大量廃棄の出る食材を生かして“新たな食品”へ 「かあちゃんず」がチャレンジする取り組みとは?

大量に棄てられるモノから作り出された食品とは?

兵庫県相生市に、約15年前にわたり、地域に密着した農産物直売所の運営や加工品の製造を行っているグループがあります。農村の女性で構成される相生市農村女性連絡協議会、通称「食と農を守るかあちゃんず」です。「食と農を守るかあちゃんず」(以下、かあちゃんず)が製造したゆずみそは、2014年の「西播磨フードセレクション」で銀賞を、2016年の「モンドセレクション」で銀賞を受賞しました。

【写真】かんぴょうの原料・ユウガオから生まれたゼリー

同グループの代表を務める勝谷公美子さんが、ゆずみその次に製造を始めたのは、かんぴょうでした。高齢化により生産農家がごくわずかに。そこで、かあちゃんずが種を引き継ぎ、“地域での生産”を復活させようと栽培を始めたのです。

勝谷さんは、その製造過程で“無駄”があることに気付きました。かんぴょうは、ユウガオの実をむいて乾燥させたもの。実際に使える部分は少しだけで、ほとんどが廃棄されています。地域によっては食べられていますが、あくと青臭さが強いため調理に手間がかかるのです。廃棄部分を何とか利用できないかと考えた勝谷さんは、「夕顔の実ゼリー」を商品化しました。

商品にすることで廃棄量は減りましたが、それでもまだ解消には至りません。そんな時、勝谷さんが出会ったのが、兵庫県立相生産業高等学校の広報部「ティピアス」でした。

ティピアス顧問の柏原のぞみさんと部員の皆さんは、“地元を元気にしよう! 盛り上げよう!”という信念のもと活動。イベントの開催や地域の食材を生かした料理の開発など、色々な取り組みを精力的に行っています。同クラブが開発した「ゆずみそポン!」は、2020年に西播磨フードセレクションで金賞を受賞。翌2021年には「牡蠣のチャウダー」が同金賞を受賞。実力を備えるクラブです。

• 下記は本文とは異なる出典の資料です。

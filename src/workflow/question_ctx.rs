//! 题目处理上下文
//!
//! 封装"我正在处理哪套试卷的第几题"这一信息

use std::fmt::Display;

use crate::models::{ExamType, QuestionDescriptor};

/// 题目处理上下文
///
/// 包含处理单个题目所需的所有上下文信息，可以在并发任务之间自由克隆
#[derive(Debug, Clone)]
pub struct QuestionCtx {
    /// 试卷ID
    pub exam_id: String,

    /// 分类结果决定的试卷类型
    pub exam_type: ExamType,

    /// 当前题目
    pub descriptor: QuestionDescriptor,

    /// 题目总数（仅用于日志显示）
    pub total: usize,
}

impl QuestionCtx {
    /// 创建新的题目上下文
    pub fn new(
        exam_id: impl Into<String>,
        exam_type: ExamType,
        descriptor: QuestionDescriptor,
        total: usize,
    ) -> Self {
        Self {
            exam_id: exam_id.into(),
            exam_type,
            descriptor,
            total,
        }
    }

    pub fn index(&self) -> u32 {
        self.descriptor.index
    }

    pub fn label(&self) -> &str {
        &self.descriptor.label
    }
}

impl Display for QuestionCtx {
    fn fmt(&self, f: &mut std::fmt::Formatter<'_>) -> std::fmt::Result {
        write!(
            f,
            "[试卷 {} 题目#{}/{} {}]",
            self.exam_id, self.descriptor.index, self.total, self.descriptor.label
        )
    }
}

#[cfg(test)]
mod tests {
    use super::*;

    #[test]
    fn test_display_prefix() {
        let ctx = QuestionCtx::new(
            "exam_1",
            ExamType::Type1,
            QuestionDescriptor::new(2, "10(b)"),
            3,
        );
        assert_eq!(ctx.to_string(), "[试卷 exam_1 题目#2/3 10(b)]");
    }
}
//! 阶段产物的读写
//!
//! 每个阶段结束时把产物写到输出目录，下一阶段开始前必须写完。
//! 写入先落到临时文件再 rename，中途崩溃不会留下半截 JSON。

use std::path::{Path, PathBuf};

use serde::de::DeserializeOwned;
use serde::Serialize;
use tokio::fs;
use tracing::{debug, warn};

use crate::error::{AppError, AppResult, FileError};
use crate::models::{
    ClassificationResult, ExtractionResult, ProcessedDocument, QuestionList, UploadedPair,
};

pub const CLASSIFICATION_FILE: &str = "classification.json";
pub const UPLOADS_FILE: &str = "uploaded_files.json";
pub const QUESTION_LIST_FILE: &str = "question_list.json";
pub const QUESTIONS_DIR: &str = "questions";
pub const WARN_FILE: &str = "warn.txt";

/// 最终结果文件名
pub fn result_file_name(exam_id: &str) -> String {
    format!("{exam_id}_result.json")
}

pub fn question_file_name(index: u32, safe_label: &str) -> String {
    format!("question_{index}_{safe_label}.json")
}

/// 单次运行的产物目录
#[derive(Debug, Clone)]
pub struct ArtifactStore {
    root: PathBuf,
}

impl ArtifactStore {
    /// 创建目录（含 `questions/` 子目录）
    pub async fn create(root: impl Into<PathBuf>) -> AppResult<Self> {
        let root = root.into();
        let questions = root.join(QUESTIONS_DIR);
        fs::create_dir_all(&questions)
            .await
            .map_err(|e| AppError::file_write_failed(&questions, e))?;
        Ok(Self { root })
    }

    pub fn root(&self) -> &Path {
        &self.root
    }

    pub fn warn_file(&self) -> PathBuf {
        self.root.join(WARN_FILE)
    }

    pub fn result_file(&self, exam_id: &str) -> PathBuf {
        self.root.join(result_file_name(exam_id))
    }

    /// `questions/question_{序号}_{安全标签}.json`，序号保证不同标签不会撞名
    pub fn question_file(&self, result: &ExtractionResult) -> PathBuf {
        self.root
            .join(QUESTIONS_DIR)
            .join(question_file_name(result.index, &result.safe_label()))
    }

    // ========== 各阶段 ==========

    pub async fn save_classification(&self, value: &ClassificationResult) -> AppResult<PathBuf> {
        self.write_json(self.root.join(CLASSIFICATION_FILE), value).await
    }

    pub async fn load_classification(&self) -> AppResult<Option<ClassificationResult>> {
        self.read_json(self.root.join(CLASSIFICATION_FILE)).await
    }

    pub async fn save_uploads(&self, value: &UploadedPair) -> AppResult<PathBuf> {
        self.write_json(self.root.join(UPLOADS_FILE), value).await
    }

    pub async fn load_uploads(&self) -> AppResult<Option<UploadedPair>> {
        self.read_json(self.root.join(UPLOADS_FILE)).await
    }

    pub async fn save_question_list(&self, value: &QuestionList) -> AppResult<PathBuf> {
        self.write_json(self.root.join(QUESTION_LIST_FILE), value).await
    }

    pub async fn load_question_list(&self) -> AppResult<Option<QuestionList>> {
        self.read_json(self.root.join(QUESTION_LIST_FILE)).await
    }

    pub async fn save_question(&self, value: &ExtractionResult) -> AppResult<PathBuf> {
        self.write_json(self.question_file(value), value).await
    }

    pub async fn save_result(&self, value: &ProcessedDocument) -> AppResult<PathBuf> {
        self.write_json(self.result_file(&value.exam_id), value).await
    }

    // ========== 通用读写 ==========

    async fn write_json<T: Serialize>(&self, path: PathBuf, value: &T) -> AppResult<PathBuf> {
        let body = serde_json::to_vec_pretty(value).map_err(|source| {
            AppError::File(FileError::Json {
                path: path.clone(),
                source,
            })
        })?;

        let tmp = path.with_extension("json.tmp");
        fs::write(&tmp, body)
            .await
            .map_err(|e| AppError::file_write_failed(&tmp, e))?;
        fs::rename(&tmp, &path)
            .await
            .map_err(|e| AppError::file_write_failed(&path, e))?;

        debug!("产物已写入: {}", path.display());
        Ok(path)
    }

    /// 文件不存在返回 `Ok(None)`；内容损坏时记录警告并当作不存在
    async fn read_json<T: DeserializeOwned>(&self, path: PathBuf) -> AppResult<Option<T>> {
        let content = match fs::read(&path).await {
            Ok(bytes) => bytes,
            Err(e) if e.kind() == std::io::ErrorKind::NotFound => return Ok(None),
            Err(e) => return Err(AppError::file_read_failed(&path, e)),
        };

        match serde_json::from_slice(&content) {
            Ok(value) => Ok(Some(value)),
            Err(e) => {
                warn!("⚠️ 产物无法解析，忽略: {} ({})", path.display(), e);
                Ok(None)
            }
        }
    }
}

そんなティピアスのメンバーも、ユウガオの実の廃棄問題を重く受け止め、アクションを起こしました。なぜ、食べられている地域もあるのにあまりメジャーではないのか。実際に食べてみてどうか……。色々と試行錯誤を繰り返し、相生の地鶏とトマトを一緒に煮込んだ末に開発したのが、「夕顔の実と夢前夢美人鶏のトマト煮」です。トマトと煮込むことでユウガオ独特の青臭さを消し、併せてあく抜きを行います。これにより、ユウガオの実の芯はとても柔らかくなり、おいしい食材へと変わりました。勝谷さんやティピアスは、この「夕顔の実と夢前夢美人鶏のトマト煮」の商品化に向けて活動を続けています。

地元の食材を大切にする思いや廃棄食材を無くそうとする取り組みは、地域活性化につながると言えそうです。